Delia Arts Center in Gaza was a core of the musical community there – until it was destroyed and looted by occupying Israeli forces. Now, musical organizations have shifted to sheltering artists, shelter that is gravely threatened by the unfolding operation in Rafah. Earlier this week, CDM spoke to the Delia Arts Foundation about their work and their call for participation, with time or treasure, depending on your capabilities.

It’s hard to find words to describe what we’re looking at in this story – both the images of the former center in Gaza, now reduced to rubble, and now the artist shelters in tents in Rafah (and even images of people playing music there). As I write this, more people are fleeing Rafah, as an already unimaginable situation continues to deteriorate.

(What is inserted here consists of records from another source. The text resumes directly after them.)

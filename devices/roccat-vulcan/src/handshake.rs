//! Control interface handshake that switches the keyboard to host lighting.
//!
//! The device info report is read first, then each control report below is
//! sent in order. After every report the firmware must acknowledge on the
//! status report before the next one is accepted.

use std::time::Duration;

use rgb_sync_core::{DeviceError, Result, Transport};
use tracing::debug;

pub const INFO_REPORT: u8 = 0x0F;
pub const STATUS_REPORT: u8 = 0x04;

/// Buffer size used for feature report reads
const READ_LEN: usize = 64;

// Control report payloads. Byte 0 is the report ID. For most reports byte 1
// is the total length, 0x0d needs a second length byte.

pub const REPORT_15: [u8; 3] = [
    0x15, 0x00, 0x01,
];

pub const REPORT_05: [u8; 4] = [
    0x05, 0x04, 0x00, 0x04,
];

pub const REPORT_07: [u8; 95] = [
    0x07, 0x5f, 0x00, 0x3a, 0x00, 0x00, 0x3b, 0x00, 0x00, 0x3c, 0x00, 0x00,
    0x3d, 0x00, 0x00, 0x3e, 0x00, 0x00, 0x3f, 0x00, 0x00, 0x40, 0x00, 0x00,
    0x41, 0x00, 0x00, 0x42, 0x00, 0x00, 0x43, 0x00, 0x00, 0x44, 0x00, 0x00,
    0x45, 0x00, 0x00, 0x46, 0x00, 0x00, 0x47, 0x00, 0x00, 0x48, 0x00, 0x00,
    0xb3, 0x00, 0x00, 0xb4, 0x00, 0x00, 0xb5, 0x00, 0x00, 0xb6, 0x00, 0x00,
    0xc2, 0x00, 0x00, 0xc3, 0x00, 0x00, 0xc0, 0x00, 0x00, 0xc1, 0x00, 0x00,
    0xce, 0x00, 0x00, 0xcf, 0x00, 0x00, 0xcc, 0x00, 0x00, 0xcd, 0x00, 0x00,
    0x46, 0x00, 0x00, 0xfc, 0x00, 0x00, 0x48, 0x00, 0x00, 0xcd, 0x0e,
];

pub const REPORT_0A: [u8; 8] = [
    0x0a, 0x08, 0x00, 0xff, 0xf1, 0x00, 0x02, 0x02,
];

pub const REPORT_0B: [u8; 65] = [
    0x0b, 0x41, 0x00, 0x1e, 0x00, 0x00, 0x1f, 0x00, 0x00, 0x20, 0x00, 0x00,
    0x21, 0x00, 0x00, 0x22, 0x00, 0x00, 0x14, 0x00, 0x00, 0x1a, 0x00, 0x00,
    0x08, 0x00, 0x00, 0x15, 0x00, 0x00, 0x17, 0x00, 0x00, 0x04, 0x00, 0x00,
    0x16, 0x00, 0x00, 0x07, 0x00, 0x00, 0x09, 0x00, 0x00, 0x0a, 0x00, 0x00,
    0x1d, 0x00, 0x00, 0x1b, 0x00, 0x00, 0x06, 0x00, 0x00, 0x19, 0x00, 0x00,
    0x05, 0x00, 0x00, 0xde, 0x01,
];

pub const REPORT_06: [u8; 133] = [
    0x06, 0x85, 0x00, 0x3a, 0x29, 0x35, 0x1e, 0x2b, 0x39, 0xe1, 0xe0, 0x3b,
    0x1f, 0x14, 0x1a, 0x04, 0x64, 0x00, 0x00, 0x3d, 0x3c, 0x20, 0x21, 0x08,
    0x16, 0x1d, 0xe2, 0x3e, 0x23, 0x22, 0x15, 0x07, 0x1b, 0x06, 0x8b, 0x3f,
    0x24, 0x00, 0x17, 0x0a, 0x09, 0x19, 0x91, 0x40, 0x41, 0x00, 0x1c, 0x18,
    0x0b, 0x05, 0x2c, 0x42, 0x26, 0x25, 0x0c, 0x0d, 0x0e, 0x10, 0x11, 0x43,
    0x2a, 0x27, 0x2d, 0x12, 0x0f, 0x36, 0x8a, 0x44, 0x45, 0x89, 0x2e, 0x13,
    0x33, 0x37, 0x90, 0x46, 0x49, 0x4c, 0x2f, 0x30, 0x34, 0x38, 0x88, 0x47,
    0x4a, 0x4d, 0x31, 0x32, 0x00, 0x87, 0xe6, 0x48, 0x4b, 0x4e, 0x28, 0x52,
    0x50, 0xe5, 0xe7, 0xd2, 0x53, 0x5f, 0x5c, 0x59, 0x51, 0x00, 0xf1, 0xd1,
    0x54, 0x60, 0x5d, 0x5a, 0x4f, 0x8e, 0x65, 0xd0, 0x55, 0x61, 0x5e, 0x5b,
    0x62, 0xa4, 0xe4, 0xfc, 0x56, 0x57, 0x85, 0x58, 0x63, 0x00, 0x00, 0xc2,
    0x24,
];

pub const REPORT_09: [u8; 43] = [
    0x09, 0x2b, 0x00, 0x49, 0x00, 0x00, 0x4a, 0x00, 0x00, 0x4b, 0x00, 0x00,
    0x4c, 0x00, 0x00, 0x4d, 0x00, 0x00, 0x4e, 0x00, 0x00, 0xa4, 0x00, 0x00,
    0x8e, 0x00, 0x00, 0xd0, 0x00, 0x00, 0xd1, 0x00, 0x00, 0x00, 0x00, 0x00,
    0x01, 0x00, 0x00, 0x00, 0x00, 0xcd, 0x04,
];

pub const REPORT_0D: [u8; 443] = [
    0x0d, 0xbb, 0x01, 0x00, 0x06, 0x0b, 0x05, 0x45, 0x83, 0xca, 0xca, 0xca,
    0xca, 0xca, 0xca, 0xce, 0xce, 0xd2, 0xce, 0xce, 0xd2, 0x19, 0x19, 0x19,
    0x19, 0x19, 0x19, 0x23, 0x23, 0x2d, 0x23, 0x23, 0x2d, 0xe0, 0xe0, 0xe0,
    0xe0, 0xe0, 0xe0, 0xe3, 0xe3, 0xe6, 0xe3, 0xe3, 0xe6, 0xd2, 0xd2, 0xd5,
    0xd2, 0xd2, 0xd5, 0xd5, 0xd5, 0xd9, 0xd5, 0x00, 0xd9, 0x2d, 0x2d, 0x36,
    0x2d, 0x2d, 0x36, 0x36, 0x36, 0x40, 0x36, 0x00, 0x40, 0xe6, 0xe6, 0xe9,
    0xe6, 0xe6, 0xe9, 0xe9, 0xe9, 0xec, 0xe9, 0x00, 0xec, 0xd9, 0xd9, 0xdd,
    0xd9, 0xdd, 0xdd, 0xe0, 0xe0, 0xdd, 0xe0, 0xe4, 0xe4, 0x40, 0x40, 0x4a,
    0x40, 0x4a, 0x4a, 0x53, 0x53, 0x4a, 0x53, 0x5d, 0x5d, 0xec, 0xec, 0xef,
    0xec, 0xef, 0xef, 0xf2, 0xf2, 0xef, 0xf2, 0xf5, 0xf5, 0xe4, 0xe4, 0x00,
    0x00, 0x00, 0x00, 0x00, 0x00, 0x00, 0x00, 0x00, 0x00, 0x5d, 0x5d, 0x00,
    0x00, 0x00, 0x00, 0x00, 0x00, 0x00, 0x00, 0x00, 0x00, 0xf5, 0xf5, 0x00,
    0x00, 0x00, 0x00, 0x00, 0x00, 0x00, 0x00, 0x00, 0x00, 0xe4, 0xe4, 0xe8,
    0xe8, 0xe8, 0xe8, 0xe8, 0xeb, 0xeb, 0xeb, 0x00, 0xeb, 0x5d, 0x5d, 0x67,
    0x67, 0x67, 0x67, 0x67, 0x70, 0x70, 0x70, 0x00, 0x70, 0xf5, 0xf5, 0xf8,
    0xf8, 0xf8, 0xf8, 0xf8, 0xfb, 0xfb, 0xfb, 0x00, 0xfb, 0xeb, 0xef, 0xef,
    0xef, 0x00, 0xef, 0xf0, 0xf0, 0xed, 0xf0, 0xf0, 0x00, 0x70, 0x7a, 0x7a,
    0x7a, 0x00, 0x7a, 0x7a, 0x7a, 0x6f, 0x7a, 0x7a, 0x00, 0xfb, 0xfd, 0xfd,
    0xfd, 0x00, 0xfd, 0xf8, 0xf8, 0xea, 0xf8, 0xf8, 0x00, 0xed, 0xed, 0xea,
    0xed, 0xed, 0x00, 0xed, 0xea, 0xea, 0xf6, 0xe7, 0xea, 0x6f, 0x6f, 0x65,
    0x6f, 0x6f, 0x00, 0x6f, 0x65, 0x65, 0x66, 0x5a, 0x65, 0xea, 0xea, 0xdc,
    0xea, 0xea, 0x00, 0xea, 0xdc, 0xdc, 0x00, 0xce, 0xdc, 0xea, 0xe7, 0xe5,
    0xe7, 0xe5, 0xe5, 0x00, 0x00, 0x00, 0x00, 0x00, 0x00, 0x65, 0x5a, 0x50,
    0x5a, 0x50, 0x50, 0x00, 0x00, 0x00, 0x00, 0x00, 0x00, 0xdc, 0xce, 0xc0,
    0xce, 0xc0, 0xc0, 0x00, 0x00, 0x00, 0x00, 0x00, 0x00, 0xe7, 0x00, 0x00,
    0xe2, 0xe2, 0xe2, 0xe2, 0xdf, 0xdf, 0xdf, 0xdf, 0xdf, 0x5a, 0x00, 0x00,
    0x45, 0x45, 0x45, 0x45, 0x3b, 0x3b, 0x3b, 0x3b, 0x3b, 0xce, 0x00, 0x00,
    0xb2, 0xb2, 0xb2, 0xb2, 0xa4, 0xa4, 0xa4, 0xa4, 0xa4, 0xdc, 0xdc, 0xdc,
    0xdc, 0x00, 0xda, 0xda, 0xda, 0xda, 0xda, 0x00, 0xd7, 0x30, 0x30, 0x30,
    0x30, 0x00, 0x26, 0x26, 0x26, 0x26, 0x26, 0x00, 0x1c, 0x96, 0x96, 0x96,
    0x96, 0x00, 0x88, 0x88, 0x88, 0x88, 0x88, 0x00, 0x7a, 0xd7, 0xd7, 0xd7,
    0x00, 0xd4, 0xd4, 0xd4, 0xd4, 0xd4, 0xd1, 0xd1, 0xd1, 0x1c, 0x1c, 0x1c,
    0x00, 0x11, 0x11, 0x11, 0x11, 0x11, 0x06, 0x06, 0x06, 0x7a, 0x7a, 0x7a,
    0x00, 0x6c, 0x6c, 0x6c, 0x6c, 0x6c, 0x5e, 0x5e, 0x5e, 0x00, 0x00, 0x00,
    0x00, 0x00, 0x00, 0x00, 0x00, 0x00, 0x00, 0x00, 0x00, 0x00, 0x00, 0x00,
    0x00, 0x00, 0x00, 0x00, 0x00, 0x00, 0x00, 0x00, 0x00, 0x00, 0x00, 0x00,
    0x00, 0x00, 0x00, 0x00, 0x00, 0x00, 0x00, 0x00, 0x00, 0x24, 0xcf,
];

pub const REPORT_13: [u8; 8] = [
    0x13, 0x08, 0x01, 0x00, 0x00, 0x00, 0x00, 0x00,
];

/// Control reports in the order the firmware expects them
pub const SEQUENCE: [&[u8]; 9] = [
    &REPORT_15, &REPORT_05, &REPORT_07, &REPORT_0A, &REPORT_0B, &REPORT_06, &REPORT_09,
    &REPORT_0D, &REPORT_13,
];

/// Acknowledgement polling limits
#[derive(Debug, Clone, Copy, PartialEq, Eq)]
pub struct HandshakeConfig {
    pub max_attempts: u32,
    /// Sleep before every status read
    pub interval: Duration,
}

impl Default for HandshakeConfig {
    fn default() -> Self {
        Self {
            max_attempts: 100,
            interval: Duration::from_millis(150),
        }
    }
}

/// Run the whole handshake. Any error means the device must not be sent
/// color data.
pub fn handshake<T: Transport + ?Sized>(transport: &mut T, config: &HandshakeConfig) -> Result<()> {
    let info = transport.read_feature_report(INFO_REPORT, READ_LEN)?;
    if info.len() < 8 {
        return Err(DeviceError::Handshake {
            report_id: INFO_REPORT,
            reason: "device info reply too short",
        });
    }
    for report in SEQUENCE {
        debug!("sending control report {:#04x}", report[0]);
        transport.send_feature_report(report)?;
        wait_ready(transport, config)?;
    }
    Ok(())
}

/// Poll the status report until the firmware reports ready.
///
/// A failed or truncated read aborts immediately, only a well formed "busy"
/// reply is retried.
pub fn wait_ready<T: Transport + ?Sized>(transport: &mut T, config: &HandshakeConfig) -> Result<()> {
    for attempt in 1..=config.max_attempts {
        std::thread::sleep(config.interval);
        let reply = transport.read_feature_report(STATUS_REPORT, READ_LEN)?;
        if reply.len() <= 2 {
            return Err(DeviceError::Handshake {
                report_id: STATUS_REPORT,
                reason: "status reply too short",
            });
        }
        if reply[1] == 0x01 {
            debug!(attempt, "control interface ready");
            return Ok(());
        }
    }
    Err(DeviceError::HandshakeTimeout {
        attempts: config.max_attempts,
    })
}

It’s strange to look back at the window of time and see what was there before and what was destroyed – check the videos below. Delia Arts Foundation runs centers in multiple locations, including partnering on a space in Ramallah and a separate center, Ndaro Art Culture, in the Democratic Republic of Congo. (I hope to talk more about their DRC work separately.) But the Gaza center was something special – and a small glimpse into what the assault on community spaces, domiciles, and culture can mean. The project space had three-fold work: studio and recording infrastructure, training programs, and a recording program to share music with international audiences. There were practice rooms, a lab with DAWs, and a recording studio.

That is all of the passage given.